DATA SUPPLIED:
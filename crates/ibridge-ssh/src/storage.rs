//! SshRemoteStorage - IRemoteStorage implementation over the system ssh client
//!
//! ## Design Notes
//!
//! - File content travels over the ssh channel's stdin/stdout (`cat`), so
//!   no scp or sftp subsystem is needed on the remote.
//! - Listings rely on GNU `find -printf` on the remote host.
//! - Downloads land in a sibling part file and are renamed into place, so an
//!   interrupted transfer never leaves a truncated file under the real name.
//! - Exit status 255 is ssh's own failure; anything else comes from the
//!   remote command.

use std::path::{Path, PathBuf};
use std::process::{Output, Stdio};

use anyhow::{Context, Result};
use async_trait::async_trait;
use tokio::io::AsyncReadExt;
use tokio::process::Command;
use tracing::{debug, info, instrument};

use ibridge_core::domain::paths::remote_parent;
use ibridge_core::ports::{IRemoteStorage, RemoteEntry};

use crate::listing::{self, FIND_FORMAT};
use crate::options::{shell_quote, SshOptions};
use crate::SshError;

const SSH_FAILURE_STATUS: i32 = 255;

/// Remote storage reached through `ssh`
#[derive(Debug, Clone)]
pub struct SshRemoteStorage {
    options: SshOptions,
}

impl SshRemoteStorage {
    pub fn new(options: SshOptions) -> Self {
        Self { options }
    }

    pub fn options(&self) -> &SshOptions {
        &self.options
    }

    /// Open (or reuse) the connection and run a no-op
    ///
    /// # Errors
    /// Returns [`SshError::ConnectionFailed`] when the host is unreachable or
    /// refuses authentication.
    #[instrument(skip(self), fields(destination = %self.options.destination()))]
    pub async fn check_connection(&self) -> Result<(), SshError> {
        self.run("true").await?;
        info!("Connection established");
        Ok(())
    }

    /// Whether `remote_path` exists on the host
    pub async fn exists(&self, remote_path: &str) -> Result<bool, SshError> {
        let output = self
            .command()
            .arg(format!("test -e {}", shell_quote(remote_path)))
            .output()
            .await?;
        match output.status.code() {
            Some(0) => Ok(true),
            Some(1) => Ok(false),
            _ => Err(self.failure("test -e", &output)),
        }
    }

    /// Tear down the multiplexing master, if one is running
    pub async fn close(&self) {
        if self.options.control_path.is_none() {
            return;
        }
        let result = Command::new(&self.options.program)
            .args(self.options.base_args())
            .args(["-O", "exit"])
            .arg(self.options.destination())
            .stdin(Stdio::null())
            .output()
            .await;
        match result {
            Ok(output) if output.status.success() => debug!("Control connection closed"),
            Ok(output) => debug!(
                stderr = %String::from_utf8_lossy(&output.stderr).trim(),
                "No control connection to close"
            ),
            Err(e) => debug!(error = %e, "Failed to run ssh -O exit"),
        }
    }

    fn command(&self) -> Command {
        let mut cmd = Command::new(&self.options.program);
        cmd.args(self.options.base_args())
            .arg(self.options.destination())
            .kill_on_drop(true);
        cmd
    }

    /// Run `remote_command` with no input and return its stdout
    async fn run(&self, remote_command: &str) -> Result<Vec<u8>, SshError> {
        debug!(command = remote_command, "ssh exec");
        let output = self
            .command()
            .arg(remote_command)
            .stdin(Stdio::null())
            .output()
            .await?;

        if output.status.success() {
            Ok(output.stdout)
        } else {
            Err(self.failure(remote_command, &output))
        }
    }

    fn failure(&self, command: &str, output: &Output) -> SshError {
        let stderr = String::from_utf8_lossy(&output.stderr).trim().to_string();
        match output.status.code() {
            Some(SSH_FAILURE_STATUS) | None => SshError::ConnectionFailed {
                destination: self.options.destination(),
                message: stderr,
            },
            Some(status) => SshError::CommandFailed {
                command: command.to_string(),
                status,
                stderr,
            },
        }
    }
}

/// `mkdir -p` the parent, write stdin to the file, apply `mode`
fn upload_command(remote_path: &str, mode: u32) -> String {
    let quoted = shell_quote(remote_path);
    let mkdir = remote_parent(remote_path)
        .map(|parent| format!("mkdir -p {} && ", shell_quote(&parent)))
        .unwrap_or_default();
    format!("{mkdir}cat > {quoted} && chmod {mode:o} {quoted}")
}

fn list_command(remote_dir: &str) -> String {
    format!(
        "find {} -mindepth 1 -maxdepth 1 -printf '{FIND_FORMAT}'",
        shell_quote(remote_dir)
    )
}

fn stat_command(remote_path: &str) -> String {
    format!(
        "find {} -maxdepth 0 -printf '{FIND_FORMAT}'",
        shell_quote(remote_path)
    )
}

fn remove_command(remote_path: &str) -> String {
    let quoted = shell_quote(remote_path);
    format!("if [ -d {quoted} ]; then rmdir {quoted}; else rm -f {quoted}; fi")
}

fn part_path(local_path: &Path) -> PathBuf {
    let name = local_path
        .file_name()
        .map(|n| n.to_string_lossy().into_owned())
        .unwrap_or_default();
    local_path.with_file_name(format!(".{name}.ibridge-part"))
}

#[cfg(unix)]
fn file_mode(metadata: &std::fs::Metadata) -> u32 {
    use std::os::unix::fs::PermissionsExt;
    metadata.permissions().mode() & 0o7777
}

#[cfg(not(unix))]
fn file_mode(metadata: &std::fs::Metadata) -> u32 {
    if metadata.permissions().readonly() {
        0o444
    } else {
        0o644
    }
}

#[async_trait]
impl IRemoteStorage for SshRemoteStorage {
    #[instrument(skip(self), fields(local = %local_path.display()))]
    async fn upload(&self, local_path: &Path, remote_path: &str) -> Result<()> {
        let mut file = tokio::fs::File::open(local_path)
            .await
            .with_context(|| format!("Failed to open {}", local_path.display()))?;
        let mode = file_mode(&file.metadata().await?);
        let command = upload_command(remote_path, mode);

        let mut child = self
            .command()
            .arg(&command)
            .stdin(Stdio::piped())
            .stdout(Stdio::null())
            .stderr(Stdio::piped())
            .spawn()
            .map_err(SshError::from)?;

        let mut stdin = child
            .stdin
            .take()
            .context("ssh child has no stdin")?;
        let copied = tokio::io::copy(&mut file, &mut stdin).await;
        drop(stdin);

        let output = child.wait_with_output().await.map_err(SshError::from)?;
        if !output.status.success() {
            return Err(self.failure(&command, &output).into());
        }
        let bytes = copied.with_context(|| format!("Failed to stream {}", local_path.display()))?;

        debug!(remote = remote_path, bytes, "Uploaded");
        Ok(())
    }

    #[instrument(skip(self), fields(local = %local_path.display()))]
    async fn download(&self, remote_path: &str, local_path: &Path) -> Result<()> {
        if let Some(parent) = local_path.parent() {
            tokio::fs::create_dir_all(parent).await?;
        }
        let part = part_path(local_path);
        let command = format!("cat {}", shell_quote(remote_path));

        let mut child = self
            .command()
            .arg(&command)
            .stdin(Stdio::null())
            .stdout(Stdio::piped())
            .stderr(Stdio::piped())
            .spawn()
            .map_err(SshError::from)?;

        let mut stdout = child.stdout.take().context("ssh child has no stdout")?;
        let mut stderr = child.stderr.take().context("ssh child has no stderr")?;
        let mut file = tokio::fs::File::create(&part)
            .await
            .with_context(|| format!("Failed to create {}", part.display()))?;

        let mut err_buf = Vec::new();
        let (copied, _) = tokio::join!(
            tokio::io::copy(&mut stdout, &mut file),
            stderr.read_to_end(&mut err_buf)
        );
        let status = child.wait().await.map_err(SshError::from)?;
        drop(file);

        let output = Output {
            status,
            stdout: Vec::new(),
            stderr: err_buf,
        };
        let result: Result<u64> = if !output.status.success() {
            Err(self.failure(&command, &output).into())
        } else {
            copied.with_context(|| format!("Failed to write {}", part.display()))
        };

        match result {
            Ok(bytes) => {
                tokio::fs::rename(&part, local_path).await.with_context(|| {
                    format!("Failed to move download into {}", local_path.display())
                })?;
                debug!(remote = remote_path, bytes, "Downloaded");
                Ok(())
            }
            Err(e) => {
                let _ = tokio::fs::remove_file(&part).await;
                Err(e)
            }
        }
    }

    async fn make_dir_all(&self, remote_path: &str) -> Result<()> {
        self.run(&format!("mkdir -p {}", shell_quote(remote_path)))
            .await?;
        Ok(())
    }

    async fn remove(&self, remote_path: &str) -> Result<()> {
        self.run(&remove_command(remote_path)).await?;
        Ok(())
    }

    async fn stat(&self, remote_path: &str) -> Result<RemoteEntry> {
        let stdout = self.run(&stat_command(remote_path)).await?;
        let text = String::from_utf8_lossy(&stdout);
        listing::parse_listing(&text)?
            .into_iter()
            .next()
            .with_context(|| format!("No such file or directory: {remote_path}"))
    }

    async fn list_directory(&self, remote_path: &str) -> Result<Vec<RemoteEntry>> {
        let stdout = self.run(&list_command(remote_path)).await?;
        Ok(listing::parse_listing(&String::from_utf8_lossy(&stdout))?)
    }

    async fn exec(&self, command: &str) -> Result<String> {
        let stdout = self.run(command).await?;
        Ok(String::from_utf8_lossy(&stdout).into_owned())
    }
}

TASK STATEMENT: Check the entries above line by line and return each one containing the word "copied".

RESULT:
        let copied = tokio::io::copy(&mut file, &mut stdin).await;
        let bytes = copied.with_context(|| format!("Failed to stream {}", local_path.display()))?;
        let (copied, _) = tokio::join!(
            copied.with_context(|| format!("Failed to write {}", part.display()))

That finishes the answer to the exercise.